И скажи: слушайте слово Господне, цари Иудейские и жители Иерусалима! Так говорит Господь Саваоф, Бог Израилев: вот, Я наведу бедствие на место сие, о котором кто услышит, у того зазвенит в ушах, за то, что они оставили Меня и чужим сделали место сие, и кадят на нем иным богам, которых не знали ни они, ни отцы их, ни цари Иудейские; наполнили место сие кровью невинных, и устроили высоты Ваалу, чтобы сожигать сыновей своих огнем во всесожжение Ваалу, чего Я не повелевал и не говорил, и что на мысль не приходило Мне.
Иер 19:3-5
Бог устами Своих пророков гневно обличает язычество, которое проникает в среду народа Божьего, гневно обличает эти человеческие жертвоприношения, которые есть подражание мерзостям язычников, а иудеи и даже их цари, как, например, Ахаз или Манассия, продолжают приносить своих собственных детей в жертву. Итак, такого рода жертвоприношения были нормой. Они не казались никому чем-то страшным, кровавым или удивительным: они были в порядке вещей. Но здесь, в Книге Бытия, вопрос неожиданно приобретает новое звучание.

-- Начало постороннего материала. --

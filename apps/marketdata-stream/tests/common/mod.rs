//! In-process feed server and fixtures shared by the integration tests.

#![allow(dead_code, clippy::unwrap_used, clippy::expect_used)]

use std::collections::HashSet;
use std::net::SocketAddr;
use std::sync::Arc;
use std::sync::atomic::{AtomicUsize, Ordering};
use std::time::Duration;

use async_trait::async_trait;
use futures_util::{SinkExt, StreamExt};
use parking_lot::Mutex;
use tokio::net::TcpListener;
use tokio::sync::broadcast;
use tokio_tungstenite::tungstenite::Message;
use tokio_tungstenite::tungstenite::handshake::server::{ErrorResponse, Request, Response};
use tokio_tungstenite::tungstenite::http;

use marketdata_stream::infrastructure::feed::{HeartbeatConfig, ReconnectConfig};
use marketdata_stream::{
    AuthError, ConnectionEvent, DirectoryHandle, InstrumentDirectory, InstrumentRecord,
    StreamConfig, TokenProvider,
};

/// Command pushed to every live server-side session.
#[derive(Debug, Clone)]
pub enum ServerCommand {
    Send(Message),
    Drop,
}

/// Minimal WebSocket feed that records what clients send.
pub struct FeedServer {
    pub addr: SocketAddr,
    paths: Arc<Mutex<Vec<String>>>,
    sessions: Arc<Mutex<Vec<Vec<String>>>>,
    rejected: Arc<Mutex<HashSet<String>>>,
    accept_delay: Arc<Mutex<Duration>>,
    commands: broadcast::Sender<ServerCommand>,
}

impl FeedServer {
    pub async fn start() -> Self {
        let listener = TcpListener::bind("127.0.0.1:0").await.unwrap();
        let addr = listener.local_addr().unwrap();
        let (commands, _) = broadcast::channel(64);

        let server = Self {
            addr,
            paths: Arc::default(),
            sessions: Arc::default(),
            rejected: Arc::default(),
            accept_delay: Arc::default(),
            commands,
        };

        let paths = Arc::clone(&server.paths);
        let sessions = Arc::clone(&server.sessions);
        let rejected = Arc::clone(&server.rejected);
        let accept_delay = Arc::clone(&server.accept_delay);
        let commands = server.commands.clone();

        tokio::spawn(async move {
            while let Ok((stream, _)) = listener.accept().await {
                let paths = Arc::clone(&paths);
                let sessions = Arc::clone(&sessions);
                let rejected = Arc::clone(&rejected);
                let mut command_rx = commands.subscribe();
                let delay = *accept_delay.lock();

                tokio::spawn(async move {
                    if !delay.is_zero() {
                        tokio::time::sleep(delay).await;
                    }

                    let callback = |request: &Request, response: Response| {
                        let path = request.uri().path().to_string();
                        paths.lock().push(path.clone());
                        let token = path.rsplit('/').next().unwrap_or_default();
                        if rejected.lock().contains(token) {
                            let denied: ErrorResponse = http::Response::builder()
                                .status(http::StatusCode::UNAUTHORIZED)
                                .body(Some("invalid token".to_string()))
                                .unwrap();
                            return Err(denied);
                        }
                        Ok(response)
                    };

                    let Ok(mut ws) = tokio_tungstenite::accept_hdr_async(stream, callback).await
                    else {
                        return;
                    };

                    let index = {
                        let mut sessions = sessions.lock();
                        sessions.push(Vec::new());
                        sessions.len() - 1
                    };

                    loop {
                        tokio::select! {
                            msg = ws.next() => match msg {
                                Some(Ok(Message::Text(text))) => {
                                    sessions.lock()[index].push(text.as_str().to_owned());
                                }
                                Some(Ok(Message::Close(_)) | Err(_)) | None => break,
                                Some(Ok(_)) => {}
                            },
                            command = command_rx.recv() => match command {
                                Ok(ServerCommand::Send(message)) => {
                                    if ws.send(message).await.is_err() {
                                        break;
                                    }
                                }
                                Ok(ServerCommand::Drop) | Err(broadcast::error::RecvError::Closed) => break,
                                Err(broadcast::error::RecvError::Lagged(_)) => {}
                            },
                        }
                    }
                });
            }
        });

        server
    }

    pub fn url(&self) -> String {
        format!("ws://{}/stream", self.addr)
    }

    /// Answer handshakes carrying `token` with HTTP 401.
    pub fn reject_token(&self, token: &str) {
        self.rejected.lock().insert(token.to_string());
    }

    /// Hold each later handshake open for `delay` before answering.
    pub fn delay_handshakes(&self, delay: Duration) {
        *self.accept_delay.lock() = delay;
    }

    /// Push a command to every open session.
    pub fn command(&self, command: ServerCommand) {
        let _ = self.commands.send(command);
    }

    /// Paths of every handshake, rejected ones included.
    pub fn paths(&self) -> Vec<String> {
        self.paths.lock().clone()
    }

    /// Number of accepted sessions.
    pub fn session_count(&self) -> usize {
        self.sessions.lock().len()
    }

    /// Text frames received on session `index`.
    pub fn frames(&self, index: usize) -> Vec<String> {
        self.sessions.lock().get(index).cloned().unwrap_or_default()
    }
}

/// Token provider that moves to the next token on every refresh.
pub struct RotatingTokens {
    tokens: Vec<String>,
    current: AtomicUsize,
    refreshes: AtomicUsize,
}

impl RotatingTokens {
    pub fn new(tokens: &[&str]) -> Self {
        Self {
            tokens: tokens.iter().map(|t| (*t).to_string()).collect(),
            current: AtomicUsize::new(0),
            refreshes: AtomicUsize::new(0),
        }
    }

    pub fn refreshes(&self) -> usize {
        self.refreshes.load(Ordering::SeqCst)
    }

    fn token_at(&self, index: usize) -> String {
        self.tokens[index.min(self.tokens.len() - 1)].clone()
    }
}

#[async_trait]
impl TokenProvider for RotatingTokens {
    async fn access_token(&self) -> Result<String, AuthError> {
        Ok(self.token_at(self.current.load(Ordering::SeqCst)))
    }

    async fn refresh(&self) -> Result<String, AuthError> {
        self.refreshes.fetch_add(1, Ordering::SeqCst);
        let next = self.current.fetch_add(1, Ordering::SeqCst) + 1;
        Ok(self.token_at(next))
    }
}

pub fn directory() -> DirectoryHandle {
    DirectoryHandle::new(InstrumentDirectory::from_records([
        InstrumentRecord::new("NSECM", "RELIANCE", 100),
        InstrumentRecord::new("NSECM", "TCS", 200),
        InstrumentRecord::new("NSEFO", "NIFTY24JANFUT", 300),
    ]))
}

/// Stream config with short timings for tests.
pub fn fast_config(url: String) -> StreamConfig {
    let mut config = StreamConfig::new(url);
    config.heartbeat = HeartbeatConfig::new(Duration::from_secs(60));
    config.reconnect = ReconnectConfig::new(Duration::from_millis(100), true);
    config.connect_timeout = Duration::from_secs(2);
    config.shutdown_timeout = Duration::from_secs(1);
    config
}

/// Poll `condition` until it holds or `limit` elapses.
pub async fn eventually(limit: Duration, mut condition: impl FnMut() -> bool) -> bool {
    let deadline = tokio::time::Instant::now() + limit;
    while tokio::time::Instant::now() < deadline {
        if condition() {
            return true;
        }
        tokio::time::sleep(Duration::from_millis(10)).await;
    }
    condition()
}

/// Receive events until one matches `pred`, collecting everything seen.
pub async fn events_until(
    events: &mut broadcast::Receiver<ConnectionEvent>,
    limit: Duration,
    pred: impl Fn(&ConnectionEvent) -> bool,
) -> Vec<ConnectionEvent> {
    let mut seen = Vec::new();
    let deadline = tokio::time::Instant::now() + limit;
    loop {
        let remaining = deadline.saturating_duration_since(tokio::time::Instant::now());
        match tokio::time::timeout(remaining, events.recv()).await {
            Ok(Ok(event)) => {
                let done = pred(&event);
                seen.push(event);
                if done {
                    return seen;
                }
            }
            Ok(Err(broadcast::error::RecvError::Lagged(_))) => {}
            Ok(Err(broadcast::error::RecvError::Closed)) | Err(_) => return seen,
        }
    }
}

Авраам встал рано утром, оседлал осла своего, взял с собою двоих из отроков своих и Исаака, сына своего; наколол дров для всесожжения, и встав пошел на место, о котором сказал ему Бог. На третий день Авраам возвел очи свои, и увидел то место издалека. И сказал Авраам отрокам своим: останьтесь вы здесь с ослом; а я и сын пойдем туда и поклонимся, и возвратимся к вам. И взял Авраам дрова для всесожжения, и возложил на Исаака, сына своего; взял в руки огонь и нож, и пошли оба вместе.
Быт 22:3–6
Исаак, в отличие от нас, читателей Библии в ХХ веке, прекрасно понимает, зачем отец его взял нож и к чему идет дело.
Он, и никто другой, должен быть принесен в жертву, – это ясно, это очевидно. И, тем не менее, какое-то особое чувство шевелится в его сердце. И вот тут он неожиданно спрашивает своего отца: «Вот огонь и дрова, где же агнец для всесожжения?»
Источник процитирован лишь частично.